Celeste’s warning slithered through my mind: ‘Their souls will bare themselves.’ Whatever arcane curse the mirror harbored, it promised vulnerability—a window into their souls, making them ripe for exploitation. Grim? Undoubtedly. But in that moment of exposure, I’d strike.
Yet contingency plans brewed in the shadows of my thoughts as I approached the towering tree in the distance. My aether, though formidable, couldn’t withstand hundreds of enemies. Over the course of four centuries Vyrrin had likely taught his kin how to use his techniques, I would need an equally strong technique to match them. Memories of the inferno I’d unleashed upon the black-furred monkeys flickered like embers—a wildfire’s indiscriminate wrath. Fire. The great equalizer.
My most potent weapon was the technique I had discovered back in that battle. Using fire in conjunction with my aether was a technique that could more than rival anything Ruby mana could do.
But as I hovered above Elaria’s tree, its celestial leaves shimmering like fractured sapphires, reality doused the idea.
Idiot. Burning the tree would reduce everything—foxes, roots, hope—to ash. No lifeblood to revive the tree, no path to my mother. I clenched my fists, the sting of frustration sharp as the pine-scented wind. I’d have to hope the mirror’s effects were strong enough to ensure my victory.
Below, the tree pulsed faintly, its once-vibrant glow now a faltering heartbeat. Two centuries of vulpine thirst had siphoned its vigor, leaving it a spectral husk. The foxes’ tunnels coiled beneath like parasitic veins, hidden beneath a tapestry of moss and twisted roots.
I descended, alighting near a pond where iridescent dragonflies skimmed the water’s glassy surface.

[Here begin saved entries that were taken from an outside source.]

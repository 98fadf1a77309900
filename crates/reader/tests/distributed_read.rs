use std::collections::HashMap;
use std::sync::atomic::{AtomicUsize, Ordering};
use std::sync::{Arc, Mutex};
use std::thread;

use arrow_schema::DataType;
use chrono::DateTime;
use sqf_common::{Column, DialectId, LogicalType, ReaderConfig, SqfError};
use sqf_dialect::Literal;
use sqf_planner::{CompareOp, Comparison, FilterTree, FilterValue, ScanRequest};
use sqf_reader::{
    BackendDriver, Cell, DistributedTableReader, LocalBroadcast, Row, StaticProbe,
    TableMaterialization, WorkerContext,
};

/// Driver that serves a synthetic (id, name, ts) result set and records
/// every SQL string it receives.
struct ScriptedDriver {
    total_rows: u64,
    log: Mutex<Vec<String>>,
    calls: AtomicUsize,
}

impl ScriptedDriver {
    fn new(total_rows: u64) -> Self {
        Self {
            total_rows,
            log: Mutex::new(Vec::new()),
            calls: AtomicUsize::new(0),
        }
    }

    fn queries(&self) -> Vec<String> {
        self.log.lock().unwrap().clone()
    }

    fn row_at(i: u64) -> Row {
        let ts = DateTime::from_timestamp(i as i64, 0).unwrap().naive_utc();
        vec![
            Some(Cell::Int(i as i64)),
            Some(Cell::Str(format!("name-{i}"))),
            Some(Cell::Timestamp(ts)),
        ]
    }
}

fn parse_window(sql: &str) -> (u64, u64) {
    let grab = |keyword: &str| -> u64 {
        let at = sql.rfind(keyword).unwrap_or_else(|| panic!("{keyword} missing in {sql}"));
        sql[at + keyword.len()..]
            .split_whitespace()
            .next()
            .unwrap()
            .parse()
            .unwrap()
    };
    (grab("OFFSET "), grab("LIMIT "))
}

impl BackendDriver for ScriptedDriver {
    fn execute(&self, sql: &str) -> sqf_common::Result<Vec<Row>> {
        self.calls.fetch_add(1, Ordering::SeqCst);
        self.log.lock().unwrap().push(sql.to_string());
        if sql.starts_with("SELECT COUNT(*)") {
            return Ok(vec![vec![Some(Cell::Int(self.total_rows as i64))]]);
        }
        let (offset, limit) = parse_window(sql);
        let end = (offset + limit).min(self.total_rows);
        Ok((offset..end).map(ScriptedDriver::row_at).collect())
    }
}

fn scenario_request(parallelism: u32) -> ScanRequest {
    let config = ReaderConfig {
        backend: DialectId::Generic,
        parallelism,
        row_limit: None,
    };
    let mut request = ScanRequest::with_config("SELECT * FROM people", &config);
    request.requested_columns = vec![
        Column::new("id", LogicalType::Int64, false),
        Column::new("name", LogicalType::Utf8, true),
    ];
    request.index_column = Some(Column::new("ts", LogicalType::Timestamp, false));
    request.filters = Some(FilterTree {
        groups: vec![
            vec![Comparison {
                column: Column::new("age", LogicalType::Int64, true),
                op: CompareOp::Gt,
                value: FilterValue::Literal(Literal::Int(30)),
            }],
            vec![Comparison {
                column: Column::new("vip", LogicalType::Boolean, true),
                op: CompareOp::Eq,
                value: FilterValue::Literal(Literal::Bool(true)),
            }],
        ],
    });
    request
}

fn source_schema() -> Vec<Column> {
    vec![
        Column::new("id", LogicalType::Int64, false),
        Column::new("name", LogicalType::Utf8, true),
        Column::new("age", LogicalType::Int64, true),
        Column::new("vip", LogicalType::Boolean, true),
        Column::new("ts", LogicalType::Timestamp, false),
    ]
}

fn generic_probe() -> Arc<StaticProbe> {
    Arc::new(StaticProbe::with(["generic-sql-client"]))
}

#[test]
fn four_workers_cover_the_scan_and_assemble_in_rank_order() {
    let driver = Arc::new(ScriptedDriver::new(1000));
    let probe = generic_probe();
    let bcast = Arc::new(LocalBroadcast::new());
    let request = Arc::new(scenario_request(4));
    let schema = Arc::new(source_schema());

    let mut handles = Vec::new();
    for rank in 0..4u32 {
        let driver = Arc::clone(&driver);
        let probe = probe.clone();
        let request = Arc::clone(&request);
        let schema = Arc::clone(&schema);
        let ctx = WorkerContext::new(rank, 4, bcast.clone());
        handles.push(thread::spawn(move || {
            let reader = DistributedTableReader::new(driver, probe);
            reader.read(&request, &schema, &HashMap::new(), &ctx).unwrap()
        }));
    }
    let slices: Vec<TableMaterialization> =
        handles.into_iter().map(|h| h.join().unwrap()).collect();

    for slice in &slices {
        assert_eq!(slice.num_rows(), 250);
        assert_eq!(slice.columns.num_columns(), 2);
        assert_eq!(slice.columns.schema().field(0).name(), "id");
        assert_eq!(slice.columns.schema().field(1).name(), "name");
        assert_eq!(slice.index.as_ref().unwrap().len(), 250);
    }
    // name was declared Utf8, so it materializes dictionary-encoded.
    assert_eq!(
        slices[0].columns.schema().field(1).data_type(),
        &DataType::Dictionary(Box::new(DataType::Int32), Box::new(DataType::Utf8))
    );

    let queries = driver.queries();
    let count_queries: Vec<&String> =
        queries.iter().filter(|q| q.starts_with("SELECT COUNT(*)")).collect();
    assert_eq!(count_queries.len(), 1, "row count must be computed once");
    assert!(count_queries[0].contains("WHERE ( age > 30 ) OR ( vip = true )"));

    let fetches: Vec<&String> =
        queries.iter().filter(|q| !q.starts_with("SELECT COUNT(*)")).collect();
    assert_eq!(fetches.len(), 4, "one data round-trip per worker");
    let mut windows: Vec<(u64, u64)> = fetches.iter().map(|q| parse_window(q)).collect();
    windows.sort_unstable();
    assert_eq!(windows, [(0, 250), (250, 250), (500, 250), (750, 250)]);
    for q in &fetches {
        assert!(q.contains("\"id\", \"name\", \"ts\""), "q={q}");
        assert!(q.contains("WHERE ( age > 30 ) OR ( vip = true )"), "q={q}");
    }

    let table = TableMaterialization::concat(&slices).unwrap();
    assert_eq!(table.num_rows(), 1000);
    assert_eq!(table.index.as_ref().unwrap().len(), 1000);
    let ids = table
        .columns
        .column(0)
        .as_any()
        .downcast_ref::<arrow::array::Int64Array>()
        .unwrap();
    assert_eq!(ids.value(0), 0);
    assert_eq!(ids.value(999), 999);
}

#[test]
fn missing_client_dependency_fails_before_any_network_call() {
    let driver = Arc::new(ScriptedDriver::new(10));
    let probe = Arc::new(StaticProbe::default());
    let reader = DistributedTableReader::new(driver.clone(), probe);

    let mut request = scenario_request(1);
    request.backend = DialectId::Snowflake;
    let err = reader
        .read(&request, &source_schema(), &HashMap::new(), &WorkerContext::single())
        .unwrap_err();
    assert!(matches!(err, SqfError::MissingDependency { .. }), "err={err}");
    assert_eq!(driver.calls.load(Ordering::SeqCst), 0);
}

#[test]
fn row_limit_caps_the_fetched_range() {
    let driver = Arc::new(ScriptedDriver::new(1000));
    let reader = DistributedTableReader::new(driver.clone(), generic_probe());

    let mut request = scenario_request(1);
    request.row_limit = Some(10);
    let table = reader
        .read(&request, &source_schema(), &HashMap::new(), &WorkerContext::single())
        .unwrap();
    assert_eq!(table.num_rows(), 10);

    let fetch = driver
        .queries()
        .into_iter()
        .find(|q| !q.starts_with("SELECT COUNT(*)"))
        .unwrap();
    assert_eq!(parse_window(&fetch), (0, 10));
}

#[test]
fn trailing_limit_in_base_query_caps_the_budget_too() {
    let driver = Arc::new(ScriptedDriver::new(1000));
    let reader = DistributedTableReader::new(driver.clone(), generic_probe());

    let mut request = scenario_request(1);
    request.base_query = "SELECT * FROM people LIMIT 8".to_string();
    let table = reader
        .read(&request, &source_schema(), &HashMap::new(), &WorkerContext::single())
        .unwrap();
    assert_eq!(table.num_rows(), 8);
}

#[test]
fn backend_failure_is_surfaced_verbatim() {
    struct FailingDriver;
    impl BackendDriver for FailingDriver {
        fn execute(&self, _sql: &str) -> sqf_common::Result<Vec<Row>> {
            Err(SqfError::BackendExecution(
                "ORA-00933: SQL command not properly ended".to_string(),
            ))
        }
    }

    let reader = DistributedTableReader::new(Arc::new(FailingDriver), generic_probe());
    let err = reader
        .read(
            &scenario_request(1),
            &source_schema(),
            &HashMap::new(),
            &WorkerContext::single(),
        )
        .unwrap_err();
    assert!(err.to_string().contains("ORA-00933"), "err={err}");
}

#[test]
fn backend_returning_more_rows_than_the_range_is_a_partition_defect() {
    // Reports 2 rows in the count query, then serves 3 on fetch.
    struct OverReturningDriver;
    impl BackendDriver for OverReturningDriver {
        fn execute(&self, sql: &str) -> sqf_common::Result<Vec<Row>> {
            if sql.starts_with("SELECT COUNT(*)") {
                return Ok(vec![vec![Some(Cell::Int(2))]]);
            }
            Ok((0..3).map(ScriptedDriver::row_at).collect())
        }
    }

    let reader = DistributedTableReader::new(Arc::new(OverReturningDriver), generic_probe());
    let err = reader
        .read(
            &scenario_request(1),
            &source_schema(),
            &HashMap::new(),
            &WorkerContext::single(),
        )
        .unwrap_err();
    assert!(
        matches!(err, SqfError::PartitionCountMismatch(_)),
        "err={err}"
    );
}

#[test]
fn world_size_must_match_request_parallelism() {
    let driver = Arc::new(ScriptedDriver::new(10));
    let reader = DistributedTableReader::new(driver, generic_probe());
    let err = reader
        .read(
            &scenario_request(4),
            &source_schema(),
            &HashMap::new(),
            &WorkerContext::single(),
        )
        .unwrap_err();
    assert!(matches!(err, SqfError::Planning(_)), "err={err}");
}

#[test]
fn pure_index_read_returns_only_the_index_array() {
    let driver = Arc::new(ScriptedDriver::new(5));

    // The scripted driver always serves (id, name, ts); serve just ts here.
    struct IndexOnlyDriver(Arc<ScriptedDriver>);
    impl BackendDriver for IndexOnlyDriver {
        fn execute(&self, sql: &str) -> sqf_common::Result<Vec<Row>> {
            let rows = self.0.execute(sql)?;
            if sql.starts_with("SELECT COUNT(*)") {
                return Ok(rows);
            }
            Ok(rows.into_iter().map(|r| vec![r[2].clone()]).collect())
        }
    }

    let reader =
        DistributedTableReader::new(Arc::new(IndexOnlyDriver(driver)), generic_probe());
    let mut request = scenario_request(1);
    request.requested_columns = vec![];
    request.filters = None;
    let table = reader
        .read(&request, &source_schema(), &HashMap::new(), &WorkerContext::single())
        .unwrap();
    assert_eq!(table.columns.num_columns(), 0);
    assert_eq!(table.num_rows(), 5);
    assert_eq!(table.index.as_ref().unwrap().len(), 5);
}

With a flick of my wrist, the mirror materialized—a thing of tarnished silver, its edges etched with glyphs that hummed with dormant malice. It sank into the shallows, half-submerged, catching the sunlight in jagged shards.
To a casual glance, it might pass for driftwood adorned with odd carvings. But the keen-eyed would notice the way it repelled the water, droplets sliding off its surface like mercury.
As the mirror splashed into the pond, birds erupted from the reeds in a flurry of indigo wings, their cries ending the stillness. I retreated to a gnarled oak off to the side, its branches clawing at the sky. From this perch, the mirror glinted—a sly wink in the afternoon light.
‘Come on, take the bait.’ I prompted, mentally crossing my fingers. For many hours I sat on my perch, patiently waiting.
Hours bled into dusk. Shadows stretched, and the pond mirrored the twilight in streaks of violet and gold. Then—movement. A crimson muzzle emerged from the undergrowth, followed by a lithe form. A fox, its fur the color of dried blood, paused at the water’s edge. Its ears twitched, nostrils flaring as it approached the mirror.
My breath stilled. The fox circled the artifact, head cocked. A paw prodded it. Then another. Suddenly, it recoiled, hackles raised, as if the mirror had whispered a secret only beasts could hear. For a heartbeat, I feared the ruse had failed—until the fox’s tails lashed with sudden fervor. It barked, a sharp staccato call, and two more foxes materialized from the brush.
Together, they hauled the mirror from the muck, their claws careful yet eager. As they vanished into the gloom, I exhaled, ‘On to the next step.’
The forest held its breath. Somewhere below, the mirror’s curse coiled like a viper. And I, poised in the gathering dark, readied myself to become the storm.